Justify with filling

Center Justify with filling

str = "a\tbc\tdef\taghij\tcklm\tdanopqrstuv\tadefwxyz\tzyx"
print(str.center(80))
print(str.center(80, '*'))
                  a	bc	def	aghij	cklm	danopqrstuv	adefwxyz	zyx
******************a	bc	def	aghij	cklm	danopqrstuv	adefwxyz	zyx******************
import strutils
var str = "a\tbc\tdef\taghij\tcklm\tdanopqrstuv\tadefwxyz\tzyx"
echo str.center(80)
echo str.center(80, '*')
# or
echo center(str, 80, '*')
                  a	bc	def	aghij	cklm	danopqrstuv	adefwxyz	zyx
******************a	bc	def	aghij	cklm	danopqrstuv	adefwxyz	zyx******************
******************a	bc	def	aghij	cklm	danopqrstuv	adefwxyz	zyx******************

Left Justify with filling

print('abc'.ljust(2, '*'))
print('abc'.ljust(10, '*'))
abc
abc*******
import strutils
proc ljust(s: string; count: Natural; padding = ' '): string =
  result = s
  let strlen: int = len(s)
  if strlen < count:
    result.add(padding.repeat(count-strlen))

echo "abc".ljust(2, '*')
echo "abc".ljust(10, '*')
abc
abc*******

Notes

  • No Nim equivalent, but I came up with my own ljust proc for Nim above.

Right Justify with filling

print('abc'.rjust(10, '*'))
*******abc
import strutils
echo "abc".align(10, '*')
*******abc

Zero Fill

print('42'.zfill(5))
print('-42'.zfill(5))
print(' -42'.zfill(5))
00042
-0042
0 -42
import strutils
echo "Using align:"
echo "42".align(5, '0')
echo "-42".align(5, '0')

echo "Using zfill:"
proc zfill(s: string; count: Natural): string =
  let strlen: int = len(s)
  if strlen < count:
    if s[0]=='-':
      result = "-"
      result.add("0".repeat(count-strlen))
      result.add(s[1 .. s.high])
    else:
      result = "0".repeat(count-strlen)
      result.add(s)
  else:
    result = s

echo "42".zfill(5)
echo "-42".zfill(5)
echo " -42".zfill(5)
Using align:
00042
00-42
Using zfill:
00042
-0042
0 -42
Notes
  • The align in Nim does not do the right thing as the Python zfill does when filling zeroes on the left in strings representing negative numbers.
  • No Nim equivalent, but I came up with my own zfill proc for Nim above.

Case conversion

To Lower

print('a'.lower())
print('A'.lower())
print('abc'.lower())
print('Abc'.lower())
print('aBc'.lower())
print('012'.lower())
print('{}'.lower())
print('ABC'.lower())
print('À'.lower())
print('à'.lower())
a
a
abc
abc
abc
012
{}
abc
à
à
import strutils except toLower
import unicode
echo 'a'.toLowerAscii()
echo 'A'.toLowerAscii()
echo "abc".toLowerAscii()
echo "Abc".toLowerAscii()
echo "aBc".toLowerAscii()
echo "012".toLowerAscii()
echo "{}".toLowerAscii()
echo "ABC".toLowerAscii()
echo "[Wrong] ", "À".toLowerAscii() # Does not work!
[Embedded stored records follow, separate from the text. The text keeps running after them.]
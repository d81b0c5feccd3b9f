//! Engine configuration.

use std::ops::RangeInclusive;
use std::path::Path;

use derive_getters::Getters;
use derive_more::{Display, Error};
use serde::{Deserialize, Serialize};
use tracing::{debug, info, instrument};

use crate::bot::StrategyKind;

/// Handle reserved for the bot player.
pub const DEFAULT_BOT_HANDLE: &str = "tictactoeai";

/// Settings for board sizes and the bot.
#[derive(Debug, Clone, PartialEq, Eq, Getters, Serialize, Deserialize)]
pub struct EngineConfig {
    /// Board size used when a game is created without one.
    #[serde(default = "default_size")]
    default_size: usize,

    /// Smallest board size accepted.
    #[serde(default = "default_min_size")]
    min_size: usize,

    /// Largest board size accepted.
    #[serde(default = "default_max_size")]
    max_size: usize,

    /// Handle of the player that moves for the bot.
    #[serde(default = "default_bot_handle")]
    bot_handle: String,

    /// Strategy the bot uses.
    #[serde(default)]
    bot_strategy: StrategyKind,

    /// Seed for the bot's random choices.
    #[serde(default)]
    seed: Option<u64>,
}

#[instrument]
fn default_size() -> usize {
    3
}

#[instrument]
fn default_min_size() -> usize {
    1
}

#[instrument]
fn default_max_size() -> usize {
    32
}

#[instrument]
fn default_bot_handle() -> String {
    DEFAULT_BOT_HANDLE.to_string()
}

impl Default for EngineConfig {
    fn default() -> Self {
        Self {
            default_size: default_size(),
            min_size: default_min_size(),
            max_size: default_max_size(),
            bot_handle: default_bot_handle(),
            bot_strategy: StrategyKind::default(),
            seed: None,
        }
    }
}

impl EngineConfig {
    /// Loads configuration from a TOML file and validates it.
    ///
    /// # Errors
    ///
    /// Returns [`ConfigError`] if the file cannot be read or parsed, or
    /// the values are inconsistent.
    #[instrument(skip(path), fields(path = %path.as_ref().display()))]
    pub fn from_file(path: impl AsRef<Path>) -> Result<Self, ConfigError> {
        debug!("Loading config from file");
        let content = std::fs::read_to_string(path.as_ref())
            .map_err(|e| ConfigError::new(format!("Failed to read config file: {}", e)))?;
        Self::from_toml(&content)
    }

    /// Parses configuration from TOML text and validates it.
    ///
    /// # Errors
    ///
    /// Returns [`ConfigError`] on parse failure or inconsistent values.
    #[instrument(skip(content))]
    pub fn from_toml(content: &str) -> Result<Self, ConfigError> {
        let config: Self = toml::from_str(content)
            .map_err(|e| ConfigError::new(format!("Failed to parse config: {}", e)))?;
        config.validate()?;
        info!(
            default_size = config.default_size,
            bot_handle = %config.bot_handle,
            bot_strategy = %config.bot_strategy,
            "Config loaded successfully"
        );
        Ok(config)
    }

    /// Checks that the size bounds are usable and the handle is set.
    ///
    /// # Errors
    ///
    /// Returns [`ConfigError`] describing the first problem found.
    #[instrument(skip(self))]
    pub fn validate(&self) -> Result<(), ConfigError> {
        if self.min_size == 0 {
            return Err(ConfigError::for_field("min_size", "must be at least 1"));
        }
        if self.min_size > self.max_size {
            return Err(ConfigError::for_field(
                "min_size",
                format!("{} exceeds max_size ({})", self.min_size, self.max_size),
            ));
        }
        if !self.size_bounds().contains(&self.default_size) {
            return Err(ConfigError::for_field(
                "default_size",
                format!(
                    "{} outside {}..={}",
                    self.default_size, self.min_size, self.max_size
                ),
            ));
        }
        if self.bot_handle.trim().is_empty() {
            return Err(ConfigError::for_field("bot_handle", "must not be empty"));
        }
        Ok(())
    }

    /// Accepted board sizes.
    pub fn size_bounds(&self) -> RangeInclusive<usize> {
        self.min_size..=self.max_size
    }

    /// Returns a copy using the given default board size.
    pub fn with_default_size(mut self, size: usize) -> Self {
        self.default_size = size;
        self
    }

    /// Returns a copy using the given bot strategy.
    pub fn with_bot_strategy(mut self, strategy: StrategyKind) -> Self {
        self.bot_strategy = strategy;
        self
    }

    /// Returns a copy using the given seed.
    pub fn with_seed(mut self, seed: Option<u64>) -> Self {
        self.seed = seed;
        self
    }
}

/// Configuration error.
#[derive(Debug, Clone, Display, Error)]
#[display("Config error: {} at {}:{}", message, file, line)]
pub struct ConfigError {
    /// Setting that failed validation, if the error is about one.
    pub field: Option<&'static str>,
    /// Error message.
    pub message: String,
    /// Line number where error occurred.
    pub line: u32,
    /// Source file where error occurred.
    pub file: &'static str,
}

impl ConfigError {
    /// Creates a new configuration error.
    #[track_caller]
    #[instrument(skip(message))]
    pub fn new(message: impl Into<String>) -> Self {
        let loc = std::panic::Location::caller();
        Self {
            field: None,
            message: message.into(),
            line: loc.line(),
            file: loc.file(),
        }
    }

    /// Creates an error about one setting. The message is prefixed with
    /// the setting's name.
    #[track_caller]
    pub fn for_field(field: &'static str, message: impl Into<String>) -> Self {
        let mut err = Self::new(format!("{} {}", field, message.into()));
        err.field = Some(field);
        err
    }
}

#[cfg(test)]
mod tests {
    use super::*;

    #[test]
    fn test_defaults_are_valid() {
        let config = EngineConfig::default();
        assert!(config.validate().is_ok());
        assert_eq!(*config.default_size(), 3);
        assert_eq!(config.bot_handle(), DEFAULT_BOT_HANDLE);
        assert_eq!(*config.bot_strategy(), StrategyKind::Random);
    }

    #[test]
    fn test_empty_toml_uses_defaults() {
        assert_eq!(EngineConfig::from_toml("").unwrap(), EngineConfig::default());
    }

    #[test]
    fn test_min_above_max_rejected() {
        let err = EngineConfig::from_toml("min_size = 5\nmax_size = 4\ndefault_size = 4").unwrap_err();
        assert!(err.message.contains("exceeds"));
        assert_eq!(err.field, Some("min_size"));
    }

    #[test]
    fn test_default_outside_bounds_rejected() {
        let err = EngineConfig::from_toml("default_size = 40").unwrap_err();
        assert_eq!(err.field, Some("default_size"));
        assert_eq!(err.message, "default_size 40 outside 1..=32");
        assert!(EngineConfig::from_toml("min_size = 0").is_err());
    }

    #[test]
    fn test_unknown_strategy_rejected() {
        let err = EngineConfig::from_toml("bot_strategy = \"minimax\"").unwrap_err();
        assert_eq!(err.field, None);
        assert!(err.message.starts_with("Failed to parse config"));
    }
}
As the name suggests, works only for ascii.
echo "à".toLowerAscii()
echo "À".toLower() # from unicode
echo "à".toLower() # from unicode
a
a
abc
abc
abc
012
{}
abc
[Wrong] À
à
à
à

Notes

  1. toLower from strutils is deprecated. Use toLowerAscii instead, or toLower from unicode (as done above).
  2. To convert a non-ascii alphabet to lower case, use unicode.toLower.

To Upper

print('a'.upper())
print('A'.upper())
print('abc'.upper())
print('Abc'.upper())
print('aBc'.upper())
print('012'.upper())
print('{}'.upper())
print('ABC'.upper())
print('À'.upper())
print('à'.upper())
A
A
ABC
ABC
ABC
012
{}
ABC
À
À
import strutils except toUpper
import unicode
echo 'a'.toUpperAscii()
echo 'A'.toUpperAscii()
echo "abc".toUpperAscii()
echo "Abc".toUpperAscii()
echo "aBc".toUpperAscii()
echo "012".toUpperAscii()
echo "{}".toUpperAscii()
echo "ABC".toUpperAscii()
echo "À".toUpperAscii()
echo "[Wrong] ", "à".toUpperAscii() # Does not work! As the name suggests, works only for ascii.
echo "À".toUpper() # from unicode
echo "à".toUpper() # from unicode
A
A
ABC
ABC
ABC
012
{}
ABC
À
[Wrong] à
À
À

Notes

  1. toUpper from strutils is deprecated. Use toUpperAscii instead, or toUpper from unicode (as done above).
  2. To convert a non-ascii alphabet to upper case, use unicode.toUpper.

Capitalize

str = "a\tbc\tdef\taghij\tcklm\tdanopqrstuv\tadefwxyz\tzyx"
print(str.capitalize())
A	bc	def	aghij	cklm	danopqrstuv	adefwxyz	zyx
import strutils
var str = "a\tbc\tdef\taghij\tcklm\tdanopqrstuv\tadefwxyz\tzyx"
echo str.capitalizeAscii
# or
echo capitalizeAscii(str)
A	bc	def	aghij	cklm	danopqrstuv	adefwxyz	zyx
A	bc	def	aghij	cklm	danopqrstuv	adefwxyz	zyx

To Title

print('convert this to title á û'.title())
Convert This To Title Á Û
import unicode
echo "convert this to title á û".title()
Convert This To Title Á Û

Swap Case

print('Swap CASE example á û Ê'.swapcase())
print('Swap CASE example á û Ê'.swapcase().swapcase())
sWAP case EXAMPLE Á Û ê
Swap CASE example á û Ê
import unicode
echo "Swap CASE example á û Ê".swapcase()
echo "Swap CASE example á û Ê".swapcase().swapcase()
sWAP case EXAMPLE Á Û ê
Swap CASE example á û Ê

Notes

  • See this SO Q/A to read about few cases where s.swapcase().swapcase()==s is not true (at least for Python).

Strip

Left/leading and right/trailing Strip

print('«' + '   spacious   '.strip() + '»')
print('www.example.com'.strip('cmowz.'))
print('mississippi'.strip('mipz'))
«spacious»
example
ssiss
import strutils
echo "«", "   spacious   ".strip(), "»"
echo "www.example.com".strip(chars={'c', 'm', 'o', 'w', 'z', '.'})
echo "mississippi".strip(chars={'m', 'i', 'p', 'z'})
«spacious»
example
ssiss

Notes

  • Python strip takes a string as an argument to specify the letters that need to be stripped off the input string. But Nim strip requires a Set of characters.

Left/leading Strip

print('«' + '   spacious   '.lstrip() + '»')
print('www.example.com'.lstrip('cmowz.'))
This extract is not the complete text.